C. J. Webster

Personal information
- Born: October 29, 1986 (age 38) Houston, Texas, U.S.
- Listed height: 6 ft 9 in (2.06 m)
- Listed weight: 255 lb (116 kg)

Career information
- High school: Thurgood Marshall (Missouri City, Texas)
- College: Texas State (2005–2006); San Jose State (2007–2010);
- NBA draft: 2010: undrafted
- Playing career: 2011–present
- Position: Power forward
- Number: 45

Career history
- 2011: Mount Gambier Pioneers
- 2011: Bashkimi Prizren
- 2012: Panteras de Miranda
- 2012–2013: Albany Blazers
- 2015: Cleveland Havok

Career highlights
- WAC All-Newcomer team (2008);

= C. J. Webster =

American professional basketball forward (born 1986)

Clifton Darryl Webster, Jr. (born October 29, 1986) is an American professional basketball forward.

==Early life==
Webster was born in Houston, Texas and graduated from Thurgood Marshall High School at Missouri City, Texas in 2004.

College recruiting information
| Name | Hometown | School | Height | Weight | Commit date |
| C. J. Webster PF | Missouri City, Texas | Thurgood Marshall HS | 6 ft 8 in (2.03 m) | 240 lb (110 kg) | Nov 4, 2004 |
Recruit ratings: Scout:
Overall recruit ranking:
Note: In many cases, Scout, Rivals, 247Sports, On3, and ESPN may conflict in their listings of height and weight.; In these cases, the average was taken. ESPN grades are on a 100-point scale.; Sources: "2005 Texas St. Basketball Commitment List". Rivals. Retrieved August 14, 2013.; "2005 Texas State College Basketball Team Recruiting Prospects". Scout. Retrieved August 14, 2013.; "Scout.com Team Recruiting Rankings". Scout. Retrieved August 14, 2013.; "2005 Team Ranking". Rivals. Retrieved August 14, 2013.;

==College==
In 2005, Webster committed with Texas State University–San Marcos. He played nine games with the Texas State Bobcats and averaged 4.6 points per game and 1.8 rebounds. Webster suffered a stress fracture in his left shin as a freshman. In 2006, Webster transferred to the University of Arkansas – Fort Smith and later Houston Community College, from which he earned an associate degree in 2007. Webster did not play basketball at either school.
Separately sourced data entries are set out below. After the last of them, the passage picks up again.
//! Runtime configuration.
//!
//! Values come from an optional JSON file, overridden by environment
//! variables. Command line flags override both in `masque-ctl`.

use std::path::{Path, PathBuf};

use anyhow::{Context, Result};
use serde::{Deserialize, Serialize};
use tracing::debug;

use crate::paths::translate_path_for_environment;

pub const ENV_ROOT: &str = "MASQUE_ROOT";
pub const ENV_BUNDLE_ID: &str = "MASQUE_BUNDLE_ID";
pub const ENV_CONFIG: &str = "MASQUE_CONFIG";

pub const DEFAULT_ROOT: &str = "/var/mobile/Library/Masque";
pub const DEFAULT_CONFIG_PATH: &str = "/Library/Masque/config.json";

/// Contents of `config.json`. Every field is optional.
#[derive(Debug, Clone, Default, PartialEq, Eq, Serialize, Deserialize)]
#[serde(default)]
pub struct FileConfig {
    pub root: Option<PathBuf>,
    pub bundle_id: Option<String>,
    /// Bundles treated like Apple's own apps and never redirected.
    pub system_apps: Vec<String>,
}

#[derive(Debug, Clone, PartialEq, Eq)]
pub struct Config {
    /// Directory holding `profiles/`, `profiles.json` and `state.json`.
    pub root: PathBuf,
    /// Bundle id of the host application.
    pub bundle_id: String,
    pub system_apps: Vec<String>,
}

impl Config {
    /// Load from the process environment and the config file it points at.
    pub fn load() -> Result<Self> {
        Self::from_sources(|key| std::env::var(key).ok())
    }

    /// Like [`load`](Self::load), reading variables through `env`.
    pub fn from_sources(env: impl Fn(&str) -> Option<String>) -> Result<Self> {
        let config_path = env(ENV_CONFIG)
            .map(PathBuf::from)
            .unwrap_or_else(|| translate_path_for_environment(DEFAULT_CONFIG_PATH));
        let file = Self::read_file(&config_path)?;

        let root = env(ENV_ROOT)
            .map(PathBuf::from)
            .or(file.root)
            .unwrap_or_else(|| PathBuf::from(DEFAULT_ROOT));
        let bundle_id = env(ENV_BUNDLE_ID)
            .or(file.bundle_id)
            .unwrap_or_else(executable_name);

        let config = Config {
            root,
            bundle_id,
            system_apps: file.system_apps,
        };
        debug!("Loaded configuration: {:?}", config);
        Ok(config)
    }

    /// A missing file is an empty configuration; a malformed one is an error.
    pub fn read_file(path: &Path) -> Result<FileConfig> {
        let content = match std::fs::read_to_string(path) {
            Ok(content) => content,
            Err(e) if e.kind() == std::io::ErrorKind::NotFound => return Ok(FileConfig::default()),
            Err(e) => {
                return Err(e).with_context(|| format!("Failed to read config file: {:?}", path));
            }
        };
        serde_json::from_str(&content).with_context(|| format!("Failed to parse config file: {:?}", path))
    }
}

fn executable_name() -> String {
    std::env::current_exe()
        .ok()
        .and_then(|exe| exe.file_name().map(|n| n.to_string_lossy().into_owned()))
        .unwrap_or_else(|| "unknown".to_string())
}

#[cfg(test)]
mod tests {
    use super::*;
    use std::collections::HashMap;
    use tempfile::TempDir;

    fn env_of(vars: &[(&str, &str)]) -> impl Fn(&str) -> Option<String> {
        let map: HashMap<String, String> = vars
            .iter()
            .map(|(k, v)| (k.to_string(), v.to_string()))
            .collect();
        move |key| map.get(key).cloned()
    }

    #[test]
    fn defaults_without_file_or_env() {
        let temp_dir = TempDir::new().unwrap();
        let missing = temp_dir.path().join("none.json");
        let config =
            Config::from_sources(env_of(&[(ENV_CONFIG, missing.to_str().unwrap())])).unwrap();
        assert_eq!(config.root, PathBuf::from(DEFAULT_ROOT));
        assert!(!config.bundle_id.is_empty());
        assert!(config.system_apps.is_empty());
    }

    #[test]
    fn environment_overrides_file() {
        let temp_dir = TempDir::new().unwrap();
        let path = temp_dir.path().join("config.json");
        std::fs::write(
            &path,
            r#"{"root": "/from/file", "bundle_id": "com.file.app", "system_apps": ["com.example.launcher"]}"#,
        )
        .unwrap();

        let from_file = Config::from_sources(env_of(&[(ENV_CONFIG, path.to_str().unwrap())])).unwrap();
        assert_eq!(from_file.root, PathBuf::from("/from/file"));
        assert_eq!(from_file.bundle_id, "com.file.app");
        assert_eq!(from_file.system_apps, vec!["com.example.launcher".to_string()]);

        let overridden = Config::from_sources(env_of(&[
            (ENV_CONFIG, path.to_str().unwrap()),
            (ENV_ROOT, "/from/env"),
            (ENV_BUNDLE_ID, "com.env.app"),
        ]))
        .unwrap();
        assert_eq!(overridden.root, PathBuf::from("/from/env"));
        assert_eq!(overridden.bundle_id, "com.env.app");
        assert_eq!(overridden.system_apps, from_file.system_apps);
    }

    #[test]
    fn malformed_file_is_an_error() {
        let temp_dir = TempDir::new().unwrap();
        let path = temp_dir.path().join("config.json");
        std::fs::write(&path, "{ root: ").unwrap();
        let err = Config::from_sources(env_of(&[(ENV_CONFIG, path.to_str().unwrap())])).unwrap_err();
        assert!(err.to_string().contains("Failed to parse config file"));
    }
}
In 2007, Webster signed with San Jose State University. He played three seasons with the San Jose State Spartans. In 2007–2008, his sophomore season, Webster started all 32 games with averages of 11.3 points, 6.8 rebounds, and 2.1 assists per game. In his junior season of 2008–09, Webster averaged 12.0 points and 6.5 rebounds. However, Webster missed five games due to an eye injury. The NCAA granted Webster a sixth season of eligibility with a medical waiver.

In the 2009–10 season, also classified as a junior, Webster averaged 8.8 points and 4.8 rebounds. With one season of eligibility left and a few classes to complete for his sociology degree, combined with the recent birth of his daughter, Webster decided to declare for the NBA draft after this season. Webster was not selected in the draft.

==Professional career==
In January 2011, he signed with the Mount Gambier Pioneers of the South East Australian Basketball League.

In November 2011, Webster joined Bashkimi Prizren of the Kosovar Siguria Superleague. He scored 29 points in his debut game with Bashkimi on November 10, when Bashkimi defeated KB Futura 106–76.

In February 2012, Panteras de Miranda of the Venezuelan Liga Profesional de Baloncesto signed Webster. He was released one month later.

Webster played for the Albany Blazers of the ABA for the 2012–13 season. In 2015, Webster joined the Cleveland Havok of the Universal Basketball Association. In his first game with the Havok, Webster had 6 points and 3 rebounds.